2.1.2.1. The Threat of New Entrants

The threat from new entrants is low. For several reasons, there is little sign that the industry is under threat from a host of new entrants. Firstly, as a multinational fast food chain group, YB has the advantage of a scale economy, which can effectively reduce the unit fixed cost. It is difficult for new entrants to gain the same advantages in a short time. Second, it is challenging for new entrants to build a multinational fast-food chain on the scale of YB which has 58,708 outlets worldwide (by 2023) [1]. Large initial investments are required which means the entry barriers are high. Third, customer switching costs are low. Due to the particularity of the fast food industry, it is easy for consumers to find another restaurant that provides homogeneous products. Low customer stickiness. To sum up, while new entrants may pose a slight threat to YB, the overall threat from new entrants is low considering YB's excellent brand reputation in the market and its leadership position.

2.1.2.2. The Bargaining Power of Suppliers

The low bargaining power of suppliers is less of a threat to the fast food industry. First of all, there is a low concentration of suppliers in the market which means plentiful suppliers. It is easy for YB to find substitutes. Second, suppliers tend to focus on their core business rather than downstream integration. The downstream business is the catering service industry, which is a field in which suppliers have not been involved. It needs to invest vast funds to enter the high-competition market, which is a relatively high-risk behaviour. Third, benefiting from YB's good brand image and goodwill, suppliers are more willing to maintain long-term and stable cooperation with it. In general, the power of suppliers in bargaining is generally low.
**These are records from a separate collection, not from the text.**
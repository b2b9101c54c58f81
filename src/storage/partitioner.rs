use crate::record::Value;
use serde::{Deserialize, Serialize};
use std::collections::hash_map::DefaultHasher;
use std::hash::{Hash, Hasher};

pub const DEFAULT_PARTITIONS: u32 = 1024;

#[derive(Debug, Clone, Serialize, Deserialize, PartialEq, Eq, Hash, PartialOrd, Ord)]
pub struct NodeId(pub String);

impl NodeId {
    pub fn new() -> Self {
        Self(uuid::Uuid::new_v4().to_string())
    }
}

impl Default for NodeId {
    fn default() -> Self {
        Self::new()
    }
}

/// How a cache is conceptually spread over the nodes of a cluster.
#[derive(Debug, Clone, Copy, Serialize, Deserialize, PartialEq, Eq)]
#[serde(rename_all = "SCREAMING_SNAKE_CASE")]
pub enum CacheMode {
    /// Every node holds a full copy.
    Replicated,
    /// Keys are sharded; each partition has one primary and `backups` backup owners.
    Partitioned,
}

/// Logical placement of keys onto partitions and partitions onto nodes.
///
/// Nothing is moved between nodes; the placement is reported so callers can see
/// where a key would live. The node list normally holds only the local node.
pub struct PartitionManager {
    pub(crate) num_partitions: u32,
    nodes: Vec<NodeId>,
}

impl PartitionManager {
    pub fn new(local: NodeId) -> Self {
        Self::with_nodes(vec![local], DEFAULT_PARTITIONS)
    }

    pub fn with_nodes(mut nodes: Vec<NodeId>, num_partitions: u32) -> Self {
        nodes.sort();
        nodes.dedup();
        Self {
            num_partitions: num_partitions.max(1),
            nodes,
        }
    }

    pub fn num_partitions(&self) -> u32 {
        self.num_partitions
    }

    pub fn get_partition(&self, key: &Value) -> u32 {
        let mut hasher = DefaultHasher::new();
        key.hash(&mut hasher);
        let hash = hasher.finish() as u32;
        hash % self.num_partitions
    }

    /// Owners of `partition`, primary first.
    ///
    /// Replicated caches are owned by every node. Partitioned caches get one primary
    /// plus up to `backups` following nodes, capped by the node count.
    pub fn get_owners(&self, partition: u32, mode: CacheMode, backups: u32) -> Vec<NodeId> {
        if self.nodes.is_empty() {
            return vec![];
        }
        match mode {
            CacheMode::Replicated => self.nodes.clone(),
            CacheMode::Partitioned => {
                let copies = (backups as usize + 1).min(self.nodes.len());
                let primary_idx = (partition as usize) % self.nodes.len();
                (0..copies)
                    .map(|offset| self.nodes[(primary_idx + offset) % self.nodes.len()].clone())
                    .collect()
            }
        }
    }
}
2.1.2.3. The Bargaining Power of Buyers

Buyers are moderate in terms of bargaining power. Firstly, there are voluminous fast food restaurants within the market. While most scales of other fast-food restaurants are less than YB, the supply offered by local fast-food restaurants can not be ignored. Buyers are simple to find substitutes in the market, which implies that buyers have strong bargaining power. Secondly, as a consumer, conducting long-term upstream integration is troublesome. Given the fast-paced of modern life, cooking at home by buyers daily is burdensome, so the bargaining power of buyers is low. Finally, because YB’s consumers are generally price sensitive, when a meal’s price increases, customers may switch to other fast food restaurants to consume. In conclusion, buyers have moderate bargaining power for YB.
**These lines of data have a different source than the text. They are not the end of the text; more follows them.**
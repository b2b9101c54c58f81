//! Ingestion Data Types
//!
//! Errors, options and reports for loading delimited text files into caches.

use crate::error::GridError;
use thiserror::Error;

#[derive(Debug, Error)]
pub enum LoadError {
    #[error("failed to read {path}: {source}")]
    Io {
        path: String,
        #[source]
        source: std::io::Error,
    },

    #[error("line {line}: expected {expected} fields, found {found}")]
    FieldCount {
        line: usize,
        expected: usize,
        found: usize,
    },

    #[error("line {line}: field '{field}' is not an integer: '{value}'")]
    InvalidInteger {
        line: usize,
        field: String,
        value: String,
    },

    #[error("line {line}: not valid UTF-8")]
    InvalidUtf8 { line: usize },

    #[error("line {line}: {message}")]
    Malformed { line: usize, message: String },

    #[error(transparent)]
    Store(#[from] GridError),
}

impl LoadError {
    /// True for errors confined to one input line.
    pub fn is_line_error(&self) -> bool {
        matches!(
            self,
            LoadError::FieldCount { .. }
                | LoadError::InvalidInteger { .. }
                | LoadError::InvalidUtf8 { .. }
                | LoadError::Malformed { .. }
        )
    }
}

#[derive(Debug, Clone, Copy, Default)]
pub struct LoadOptions {
    /// Abort on the first malformed line instead of skipping it.
    pub strict: bool,
    /// Print every input line to stdout as it is read.
    pub echo: bool,
}

/// Outcome of one file load. Skipped lines keep their error.
#[derive(Debug, Default)]
pub struct LoadReport {
    pub loaded: usize,
    pub skipped: Vec<LoadError>,
}
impl Fixture {
    async fn new() -> Self {
        let program_test = ProgramTest::new("sea_amm", sea_amm::ID, processor!(process_instruction));
        let mut context = program_test.start_with_context().await;

        let first = Keypair::new();
        let second = Keypair::new();
        let (mint_a, mint_b) = if first.pubkey() < second.pubkey() {
            (first, second)
        } else {
            (second, first)
        };
        create_mint(&mut context, &mint_a).await;
        create_mint(&mut context, &mint_b).await;

        let user = Keypair::new();
        let fund_user =
            system_instruction::transfer(&context.payer.pubkey(), &user.pubkey(), 1_000_000_000);
        process(&mut context, &[fund_user], &[]).await.unwrap();

        let user_token_a =
            create_token_account(&mut context, &mint_a.pubkey(), &user.pubkey(), USER_FUNDS).await;
        let user_token_b =
            create_token_account(&mut context, &mint_b.pubkey(), &user.pubkey(), USER_FUNDS).await;

        let addresses =
            PoolAddresses::derive(&sea_amm::ID, &mint_a.pubkey(), &mint_b.pubkey()).unwrap();

        Self {
            context,
            user,
            token_mint_a: mint_a.pubkey(),
            token_mint_b: mint_b.pubkey(),
            user_token_a,
            user_token_b,
            addresses,
        }
    }

    fn user_lp_account(&self) -> Pubkey {
        find_user_lp_address(&sea_amm::ID, &self.addresses.lp_token_mint, &self.user.pubkey())
            .unwrap()
            .0
    }

    fn create_pool_ix(&self, authority: &Pubkey) -> Instruction {
        Instruction {
            program_id: sea_amm::ID,
            accounts: sea_amm::accounts::CreatePool {
                authority: *authority,
                token_mint_a: self.token_mint_a,
                token_mint_b: self.token_mint_b,
                pool: self.addresses.pool,
                token_vault_a: self.addresses.token_vault_a,
                token_vault_b: self.addresses.token_vault_b,
                lp_token_mint: self.addresses.lp_token_mint,
                token_program: spl_token::ID,
                system_program: system_program::ID,
            }
            .to_account_metas(None),
            data: sea_amm::instruction::CreatePool {}.data(),
        }
    }

    fn add_liquidity_ix(&self, amount_a: u64, amount_b: u64, min_lp_out: u64) -> Instruction {
        Instruction {
            program_id: sea_amm::ID,
            accounts: sea_amm::accounts::AddLiquidity {
                user: self.user.pubkey(),
                pool: self.addresses.pool,
                token_mint_a: self.token_mint_a,
                token_mint_b: self.token_mint_b,
                token_vault_a: self.addresses.token_vault_a,
                token_vault_b: self.addresses.token_vault_b,
                lp_token_mint: self.addresses.lp_token_mint,
                user_token_account_a: self.user_token_a,
                user_token_account_b: self.user_token_b,
                user_lp_token_account: self.user_lp_account(),
                token_program: spl_token::ID,
                system_program: system_program::ID,
            }
            .to_account_metas(None),
            data: sea_amm::instruction::AddLiquidity {
                amount_a,
                amount_b,
                min_lp_out,
            }
            .data(),
        }
    }

    fn remove_liquidity_ix(&self, lp_amount: u64, min_amount_a: u64, min_amount_b: u64) -> Instruction {
        Instruction {
            program_id: sea_amm::ID,
            accounts: sea_amm::accounts::RemoveLiquidity {
                user: self.user.pubkey(),
                pool: self.addresses.pool,
                token_mint_a: self.token_mint_a,
                token_mint_b: self.token_mint_b,
                token_vault_a: self.addresses.token_vault_a,
                token_vault_b: self.addresses.token_vault_b,
                lp_token_mint: self.addresses.lp_token_mint,
                user_token_account_a: self.user_token_a,
                user_token_account_b: self.user_token_b,
                user_lp_token_account: self.user_lp_account(),
                token_program: spl_token::ID,
            }
            .to_account_metas(None),
            data: sea_amm::instruction::RemoveLiquidity {
                lp_amount,
                min_amount_a,
                min_amount_b,
            }
            .data(),
        }
    }

    fn swap_ix(&self, direction: SwapDirection, amount_in: u64, min_amount_out: u64) -> Instruction {
        self.swap_ix_with_vault_a(
            self.addresses.token_vault_a,
            direction,
            amount_in,
            min_amount_out,
        )
    }

    fn swap_ix_with_vault_a(
        &self,
        token_vault_a: Pubkey,
        direction: SwapDirection,
        amount_in: u64,
        min_amount_out: u64,
    ) -> Instruction {
        Instruction {
            program_id: sea_amm::ID,
            accounts: sea_amm::accounts::Swap {
                user: self.user.pubkey(),
                pool: self.addresses.pool,
                token_mint_a: self.token_mint_a,
                token_mint_b: self.token_mint_b,
                token_vault_a,
                token_vault_b: self.addresses.token_vault_b,
                user_token_account_a: self.user_token_a,
                user_token_account_b: self.user_token_b,
                token_program: spl_token::ID,
            }
            .to_account_metas(None),
            data: sea_amm::instruction::Swap {
                direction,
                amount_in,
                min_amount_out,
            }
            .data(),
        }
    }

    async fn create_pool(&mut self) {
        let ix = self.create_pool_ix(&self.context.payer.pubkey());
        process(&mut self.context, &[ix], &[]).await.unwrap();
    }

    async fn send_as_user(&mut self, instructions: &[Instruction]) -> Result<(), BanksClientError> {
        let user = self.user.insecure_clone();
        process(&mut self.context, instructions, &[&user]).await
    }

    async fn pool(&mut self) -> Pool {
        let account = self
            .context
            .banks_client
            .get_account(self.addresses.pool)
            .await
            .unwrap()
            .unwrap();
        Pool::try_deserialize(&mut account.data.as_slice()).unwrap()
    }

    async fn balance(&mut self, token_account: Pubkey) -> u64 {
        let account = self
            .context
            .banks_client
            .get_account(token_account)
            .await
            .unwrap()
            .unwrap();
        spl_token::state::Account::unpack(&account.data).unwrap().amount
    }
}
2.1.2.4. The Threat of Substitutes

Substitutes are a big threat. First of all, the fast food industry which YB belong is a branch of the catering industry, and providing food is the main business of the industry. Convenience stores and supermarkets (such as 7-Eleven and Coles) can also provide ready-to-eat foods to satisfy consumers’ needs. Meanwhile, such ready-to-eat products are generally cheap (compared with the price of YB’s products), and consumers mostly prefer more economical products. Therefore, consumers can effortlessly find homogenized substitutes at low prices in the market. Second, given the characteristics of fast food products, the switching cost of customers is low. Third, as consumers attach importance to a healthy diet, light salad shops are seizing market share in the fast-food industry. To sum up, the threat of substitutes for YB is high.
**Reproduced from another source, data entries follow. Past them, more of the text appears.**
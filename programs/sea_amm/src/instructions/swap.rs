use crate::constants::*;
use crate::errors::AmmError;
use crate::events::Swapped;
use crate::helpers::{transfer_from_vault, transfer_to_vault};
use crate::state::{Pool, SwapDirection};
use anchor_lang::prelude::*;
use anchor_spl::token_interface::{Mint, TokenAccount, TokenInterface};

/// Swap an exact input amount along the constant product curve (x * y = k)
pub fn handler(
    ctx: Context<Swap>,
    direction: SwapDirection,
    amount_in: u64,
    min_amount_out: u64,
) -> Result<()> {
    let quote = ctx
        .accounts
        .pool
        .quote_swap(direction, amount_in, min_amount_out)?;

    msg!(
        "Swap details - Direction: {:?}, Input: {}, Fee: {}, Output: {}",
        direction,
        quote.amount_in,
        quote.fee,
        quote.amount_out
    );

    let accounts = &ctx.accounts;
    let (
        user_input_account,
        input_vault,
        input_mint,
        user_output_account,
        output_vault,
        output_mint,
    ) = match direction {
        SwapDirection::AToB => (
            &accounts.user_token_account_a,
            &accounts.token_vault_a,
            &accounts.token_mint_a,
            &accounts.user_token_account_b,
            &accounts.token_vault_b,
            &accounts.token_mint_b,
        ),
        SwapDirection::BToA => (
            &accounts.user_token_account_b,
            &accounts.token_vault_b,
            &accounts.token_mint_b,
            &accounts.user_token_account_a,
            &accounts.token_vault_a,
            &accounts.token_mint_a,
        ),
    };

    // Verify user has sufficient input tokens
    require_gte!(
        user_input_account.amount,
        quote.amount_in,
        AmmError::InsufficientBalance
    );

    // Transfer input tokens from user to vault (including fee)
    transfer_to_vault(
        &accounts.user,
        user_input_account,
        input_vault,
        input_mint,
        &accounts.token_program,
        quote.amount_in,
    )?;

    // Transfer output tokens from vault to user
    transfer_from_vault(
        &accounts.pool,
        output_vault,
        user_output_account,
        output_mint,
        &accounts.token_program,
        quote.amount_out,
    )?;

    let pool_key = ctx.accounts.pool.key();
    let user_key = ctx.accounts.user.key();
    ctx.accounts.pool.apply_swap(direction, &quote)?;

    msg!(
        "Swap completed - reserves A: {}, B: {}",
        ctx.accounts.pool.reserve_a,
        ctx.accounts.pool.reserve_b
    );

    emit!(Swapped {
        pool: pool_key,
        user: user_key,
        direction,
        amount_in: quote.amount_in,
        amount_out: quote.amount_out,
        fee: quote.fee,
    });

    Ok(())
}

#[derive(Accounts)]
pub struct Swap<'info> {
    pub user: Signer<'info>,

    #[account(
        mut,
        seeds = [POOL_SEED, pool.token_mint_a.as_ref(), pool.token_mint_b.as_ref()],
        bump = pool.bump,
        has_one = token_mint_a,
        has_one = token_mint_b,
        has_one = token_vault_a,
        has_one = token_vault_b,
    )]
    pub pool: Box<Account<'info, Pool>>,

    pub token_mint_a: Box<InterfaceAccount<'info, Mint>>,
    pub token_mint_b: Box<InterfaceAccount<'info, Mint>>,

    #[account(
        mut,
        seeds = [VAULT_A_SEED, pool.token_mint_a.as_ref(), pool.token_mint_b.as_ref()],
        bump = pool.vault_a_bump,
        constraint = token_vault_a.amount >= pool.reserve_a @ AmmError::VaultUnderfunded,
    )]
    pub token_vault_a: Box<InterfaceAccount<'info, TokenAccount>>,

    #[account(
        mut,
        seeds = [VAULT_B_SEED, pool.token_mint_a.as_ref(), pool.token_mint_b.as_ref()],
        bump = pool.vault_b_bump,
        constraint = token_vault_b.amount >= pool.reserve_b @ AmmError::VaultUnderfunded,
    )]
    pub token_vault_b: Box<InterfaceAccount<'info, TokenAccount>>,

    #[account(
        mut,
        token::mint = token_mint_a,
        token::authority = user,
    )]
    pub user_token_account_a: Box<InterfaceAccount<'info, TokenAccount>>,

    #[account(
        mut,
        token::mint = token_mint_b,
        token::authority = user,
    )]
    pub user_token_account_b: Box<InterfaceAccount<'info, TokenAccount>>,

    pub token_program: Interface<'info, TokenInterface>,
}
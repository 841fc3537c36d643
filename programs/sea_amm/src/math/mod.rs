pub mod curve;
pub mod liquidity;

pub use curve::*;
pub use liquidity::*;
2.1.2.5. The Industry Rivalry

The competition situation between existing companies is a threat to YB. Firstly, the fast food industry is no longer in the primary stage of development. Most of the fast-food giants have years of experience, for instance, MD was founded in 1940 [6]. The market space is limited and the competition is fierce. Secondly, due to the high initial capital requirements of the multinational chain fast food company, if the existing companies plan to exit the market, its exit barriers are high and the loss is serious. Third, currently, the differentiation of fast food products is low. In addition, newly, local fast food chain enterprises in various countries have also emerged, which further intensifies the industry competition in the region. For example, within the Chinese market, the vigorous development of local fast food chains such as Wallace and Tustin Chinese Burger has intensified the competition. In view of the above, competition among incumbents poses a threat to YB.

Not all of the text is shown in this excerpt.